### WORK REQUEST
From top to bottom, write out the listing exactly.

### DATASET ENTRIES
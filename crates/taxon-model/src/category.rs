use std::fmt;
use std::str::FromStr;

use anyhow::anyhow;
use serde::{
  Deserialize,
  Serialize
};
use uuid::Uuid;

#[derive(
  Debug,
  Clone,
  Copy,
  Serialize,
  Deserialize,
  PartialEq,
  Eq,
  Hash,
  PartialOrd,
  Ord,
)]
#[serde(rename_all = "lowercase")]
pub enum CategoryKind {
  Status,
  Priority
}

impl CategoryKind {
  pub fn all() -> [Self; 2] {
    [Self::Status, Self::Priority]
  }

  pub fn as_key(self) -> &'static str {
    match self {
      | Self::Status => "status",
      | Self::Priority => "priority"
    }
  }

  pub fn label(self) -> &'static str {
    match self {
      | Self::Status => "Status",
      | Self::Priority => "Priority"
    }
  }

  /// Accepts the full key or any unambiguous prefix of it,
  /// ignoring case.
  pub fn from_key(
    value: &str
  ) -> Option<Self> {
    let needle =
      value.trim().to_ascii_lowercase();
    if needle.is_empty() {
      return None;
    }

    let mut matches = Self::all()
      .into_iter()
      .filter(|kind| {
        kind.as_key().starts_with(&needle)
      });
    let first = matches.next()?;
    if matches.next().is_some() {
      None
    } else {
      Some(first)
    }
  }
}

impl fmt::Display for CategoryKind {
  fn fmt(
    &self,
    f: &mut fmt::Formatter<'_>
  ) -> fmt::Result {
    f.write_str(self.as_key())
  }
}

impl FromStr for CategoryKind {
  type Err = anyhow::Error;

  fn from_str(
    s: &str
  ) -> Result<Self, Self::Err> {
    Self::from_key(s).ok_or_else(|| {
      anyhow!(
        "unknown category list: {s} \
         (expected status or priority)"
      )
    })
  }
}

#[derive(
  Debug,
  Clone,
  Serialize,
  Deserialize,
  PartialEq,
  Eq,
)]
pub struct Category {
  pub id:   String,
  pub name: String
}

impl Category {
  pub fn new(name: &str) -> Self {
    Self {
      id:   generate_id(),
      name: name.to_string()
    }
  }

  pub fn has_name(
    &self,
    name: &str
  ) -> bool {
    names_equal(&self.name, name)
  }
}

/// Random v4 id. Not checked against existing records.
pub fn generate_id() -> String {
  Uuid::new_v4().to_string()
}

pub fn names_equal(
  left: &str,
  right: &str
) -> bool {
  left.to_lowercase()
    == right.to_lowercase()
}

/// True when another entry of `list` (ignoring `except_id`)
/// already carries `name`.
pub fn name_taken(
  list: &[Category],
  name: &str,
  except_id: Option<&str>
) -> bool {
  list.iter().any(|category| {
    Some(category.id.as_str())
      != except_id
      && category.has_name(name)
  })
}

#[cfg(test)]
mod tests {
  use super::*;

  #[test]
  fn kind_parses_prefixes_and_case() {
    assert_eq!(
      CategoryKind::from_key("Status"),
      Some(CategoryKind::Status)
    );
    assert_eq!(
      CategoryKind::from_key("pri"),
      Some(CategoryKind::Priority)
    );
    assert_eq!(
      CategoryKind::from_key(""),
      None
    );
    assert!(
      "tags"
        .parse::<CategoryKind>()
        .is_err()
    );
  }

  #[test]
  fn kind_serializes_lowercase() {
    let json = serde_json::to_string(
      &CategoryKind::Priority
    )
    .expect("serialize kind");
    assert_eq!(json, "\"priority\"");
  }

  #[test]
  fn name_taken_ignores_case_and_self()
  {
    let list = vec![
      Category {
        id:   "a".to_string(),
        name: "Completed".to_string()
      },
      Category {
        id:   "b".to_string(),
        name: "In Progress".to_string()
      },
    ];

    assert!(name_taken(
      &list,
      "completed",
      Some("b")
    ));
    assert!(!name_taken(
      &list,
      "COMPLETED",
      Some("a")
    ));
    assert!(!name_taken(
      &list, "Blocked", None
    ));
  }

  #[test]
  fn generated_ids_differ() {
    assert_ne!(
      generate_id(),
      generate_id()
    );
  }
}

### FINISHED EXERCISE
filename crates/taxon-model/src/category.rs
use std::fmt;
use std::str::FromStr;

use anyhow::anyhow;
use serde::{
  Deserialize,
  Serialize
};
use uuid::Uuid;

#[derive(
  Debug,
  Clone,
  Copy,
  Serialize,
  Deserialize,
  PartialEq,
  Eq,
  Hash,
  PartialOrd,
  Ord,
)]
#[serde(rename_all = "lowercase")]
pub enum CategoryKind {
  Status,
  Priority
}

impl CategoryKind {
  pub fn all() -> [Self; 2] {
    [Self::Status, Self::Priority]
  }

  pub fn as_key(self) -> &'static str {
    match self {
      | Self::Status => "status",
      | Self::Priority => "priority"
    }
  }

  pub fn label(self) -> &'static str {
    match self {
      | Self::Status => "Status",
      | Self::Priority => "Priority"
    }
  }

  /// Accepts the full key or any unambiguous prefix of it,
  /// ignoring case.
  pub fn from_key(
    value: &str
  ) -> Option<Self> {
    let needle =
      value.trim().to_ascii_lowercase();
    if needle.is_empty() {
      return None;
    }

    let mut matches = Self::all()
      .into_iter()
      .filter(|kind| {
        kind.as_key().starts_with(&needle)
      });
    let first = matches.next()?;
    if matches.next().is_some() {
      None
    } else {
      Some(first)
    }
  }
}

impl fmt::Display for CategoryKind {
  fn fmt(
    &self,
    f: &mut fmt::Formatter<'_>
  ) -> fmt::Result {
    f.write_str(self.as_key())
  }
}

impl FromStr for CategoryKind {
  type Err = anyhow::Error;

  fn from_str(
    s: &str
  ) -> Result<Self, Self::Err> {
    Self::from_key(s).ok_or_else(|| {
      anyhow!(
        "unknown category list: {s} \
         (expected status or priority)"
      )
    })
  }
}

#[derive(
  Debug,
  Clone,
  Serialize,
  Deserialize,
  PartialEq,
  Eq,
)]
pub struct Category {
  pub id:   String,
  pub name: String
}

impl Category {
  pub fn new(name: &str) -> Self {
    Self {
      id:   generate_id(),
      name: name.to_string()
    }
  }

  pub fn has_name(
    &self,
    name: &str
  ) -> bool {
    names_equal(&self.name, name)
  }
}

/// Random v4 id. Not checked against existing records.
pub fn generate_id() -> String {
  Uuid::new_v4().to_string()
}

pub fn names_equal(
  left: &str,
  right: &str
) -> bool {
  left.to_lowercase()
    == right.to_lowercase()
}

/// True when another entry of `list` (ignoring `except_id`)
/// already carries `name`.
pub fn name_taken(
  list: &[Category],
  name: &str,
  except_id: Option<&str>
) -> bool {
  list.iter().any(|category| {
    Some(category.id.as_str())
      != except_id
      && category.has_name(name)
  })
}

#[cfg(test)]
mod tests {
  use super::*;

  #[test]
  fn kind_parses_prefixes_and_case() {
    assert_eq!(
      CategoryKind::from_key("Status"),
      Some(CategoryKind::Status)
    );
    assert_eq!(
      CategoryKind::from_key("pri"),
      Some(CategoryKind::Priority)
    );
    assert_eq!(
      CategoryKind::from_key(""),
      None
    );
    assert!(
      "tags"
        .parse::<CategoryKind>()
        .is_err()
    );
  }

  #[test]
  fn kind_serializes_lowercase() {
    let json = serde_json::to_string(
      &CategoryKind::Priority
    )
    .expect("serialize kind");
    assert_eq!(json, "\"priority\"");
  }

  #[test]
  fn name_taken_ignores_case_and_self()
  {
    let list = vec![
      Category {
        id:   "a".to_string(),
        name: "Completed".to_string()
      },
      Category {
        id:   "b".to_string(),
        name: "In Progress".to_string()
      },
    ];

    assert!(name_taken(
      &list,
      "completed",
      Some("b")
    ));
    assert!(!name_taken(
      &list,
      "COMPLETED",
      Some("a")
    ));
    assert!(!name_taken(
      &list, "Blocked", None
    ));
  }

  #[test]
  fn generated_ids_differ() {
    assert_ne!(
      generate_id(),
      generate_id()
    );
  }
}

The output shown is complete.